In part, this reflects the fact that some agency policies can and should be expected to flip with changes in political control of the executive branch. If Democrats like some policies and Republicans prefer others, and either policy would be permissible for an agency to adopt under its organic statute (i.e., the statute vests the agency with discretion to make the choice), neither party should be able to entrench its view past its time in office. When an election changes the President and, therefore, the agency heads, the agency should be free to take that into account. If party control shifts from Democratic to Republican and back again, we obviously can't require the agency to show that each new policy is better than old -- A can't be greater than B and B greater than A.

* The Supreme Court held that arbitrary and capricious review is no more stringent than usual when constitutional liberties are involved. The "avoidance" canon, which counsels courts to interpret statutes so as to avoid constitutional difficulties, is a principle of statutory construction, not a principle of arbitrary and capricious review.

* The Court held that, although agencies are required to provide factual support for their decisions, this requirement does not mean that they always have to gather empirical evidence.
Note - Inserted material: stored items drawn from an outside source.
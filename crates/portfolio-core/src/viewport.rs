//! Viewport geometry and the active-section scan
//!
//! The browser's `window.scrollY`, element `offsetTop`/`offsetHeight` and
//! `window.scrollTo` sit behind [`ViewportGeometry`] so the scan can run
//! against a synthetic layout in tests.

use crate::section::SectionId;

/// Bias added to the scroll offset so a section highlights slightly before
/// its top reaches the viewport top.
pub const SCROLL_LOOKAHEAD: f64 = 100.0;

/// Space reserved for the fixed header when scrolling to a section.
pub const HEADER_OFFSET: f64 = 80.0;

/// Vertical extent of a section in document coordinates.
#[derive(Debug, Clone, Copy, PartialEq)]
pub struct SectionBounds {
    pub top: f64,
    pub height: f64,
}

impl SectionBounds {
    pub fn new(top: f64, height: f64) -> Self {
        Self { top, height }
    }

    /// Half-open containment: `[top, top + height)`
    pub fn contains(&self, position: f64) -> bool {
        position >= self.top && position < self.top + self.height
    }

    /// Scroll offset that puts this section just below the fixed header
    pub fn scroll_target(&self) -> f64 {
        self.top - HEADER_OFFSET
    }
}

/// Read access to document geometry plus the one scroll request we issue.
#[cfg_attr(test, mockall::automock)]
pub trait ViewportGeometry {
    /// Current vertical scroll offset of the document
    fn scroll_y(&self) -> f64;

    /// Bounds of the section element, or `None` if it is not in the document
    fn section_bounds(&self, section: SectionId) -> Option<SectionBounds>;

    /// Fire-and-forget smooth scroll to the given document offset
    fn smooth_scroll_to(&self, top: f64);
}

/// First section in declared order whose bounds contain `scroll_y + SCROLL_LOOKAHEAD`.
///
/// Sections missing from the document are skipped.
pub fn active_section_at<V>(viewport: &V) -> Option<SectionId>
where
    V: ViewportGeometry + ?Sized,
{
    let position = viewport.scroll_y() + SCROLL_LOOKAHEAD;

    SectionId::ALL.into_iter().find(|&section| {
        viewport
            .section_bounds(section)
            .is_some_and(|bounds| bounds.contains(position))
    })
}

#[cfg(test)]
mod tests {
    use super::*;
    use crate::test_utils::StaticLayout;

    fn two_section_layout() -> StaticLayout {
        StaticLayout::new()
            .with_section(SectionId::About, 500.0, 500.0)
            .with_section(SectionId::Skills, 1000.0, 500.0)
    }

    #[test]
    fn test_bounds_half_open() {
        let bounds = SectionBounds::new(500.0, 500.0);
        assert!(bounds.contains(500.0));
        assert!(bounds.contains(999.9));
        assert!(!bounds.contains(1000.0));
        assert!(!bounds.contains(499.9));
    }

    #[test]
    fn test_zero_height_contains_nothing() {
        let bounds = SectionBounds::new(200.0, 0.0);
        assert!(!bounds.contains(200.0));
    }

    #[test]
    fn test_scroll_target_reserves_header() {
        assert_eq!(SectionBounds::new(1200.0, 300.0).scroll_target(), 1120.0);
        assert_eq!(SectionBounds::new(0.0, 300.0).scroll_target(), -80.0);
    }

    #[test]
    fn test_lookahead_selects_about() {
        let layout = two_section_layout();
        layout.set_scroll_y(850.0);
        assert_eq!(active_section_at(&layout), Some(SectionId::About));
    }

    #[test]
    fn test_lookahead_selects_skills() {
        let layout = two_section_layout();
        layout.set_scroll_y(950.0);
        assert_eq!(active_section_at(&layout), Some(SectionId::Skills));
    }

    #[test]
    fn test_boundary_goes_to_later_section() {
        let layout = two_section_layout();
        // 900 + 100 lands exactly on the skills top
        layout.set_scroll_y(900.0);
        assert_eq!(active_section_at(&layout), Some(SectionId::Skills));
    }

    #[test]
    fn test_overlap_prefers_earlier_section() {
        let layout = StaticLayout::new()
            .with_section(SectionId::Projects, 0.0, 2000.0)
            .with_section(SectionId::Skills, 500.0, 500.0);
        layout.set_scroll_y(600.0);
        assert_eq!(active_section_at(&layout), Some(SectionId::Skills));
    }

    #[test]
    fn test_no_match() {
        let layout = two_section_layout();
        layout.set_scroll_y(5000.0);
        assert_eq!(active_section_at(&layout), None);
    }

    #[test]
    fn test_missing_sections_are_skipped() {
        let mut mock = MockViewportGeometry::new();
        mock.expect_scroll_y().return_const(0.0_f64);
        mock.expect_section_bounds().returning(|section| match section {
            SectionId::Contact => Some(SectionBounds::new(0.0, 400.0)),
            _ => None,
        });
        mock.expect_smooth_scroll_to().never();

        assert_eq!(active_section_at(&mock), Some(SectionId::Contact));
    }
}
In the Fox case, the Court determined that an agency would have no practical way to gather empirical evidence to prove that broadcast profanity could harm children. Therefore, the Court held, the agency was free to act on the plausible intuitions that children mimic the behavior they observe, and that a per se exemption for fleeting expletives would lead to increased use of such expletives on television.

* The Court held that judicial review of "independent" regulatory agencies (those where the agency heads do not serve at the pleasure of the President but have some tenure protection) is no different than review of agencies fully controllable by the President.

Whew! It's not often that a single case makes so many administrative law points, one after another. Look out for this case in a casebook near you soon.

3 comments:

Anonymous said...

That last bullet point is interesting. In that section of the opinion, Scalia also says:

There is no reason to magnify the separation-of-powers dilemma posed by the Headless Fourth Branch, see Frey-tag v. Commissioner, 501 U. S. 868, 921 (1991) (SCALIA, J., concurring in part and concurring in judgment), by letting Article III judges—like jackals stealing the lion’s kill—expropriate some of the power that Congress has wrested from the unitary Executive.


If Scalia thinks that independent regulatory agencies (IRA) are unconstitutional because they violate separation of powers (which I think that statement suggests), then presumably all actions taken by an IRA are unconstitutional as a matter of course, right? I guess I'm wondering how Scalia can call into question the constitutionality of the FCC, and then uphold the FCC action in the same case! Actions speak louder than words.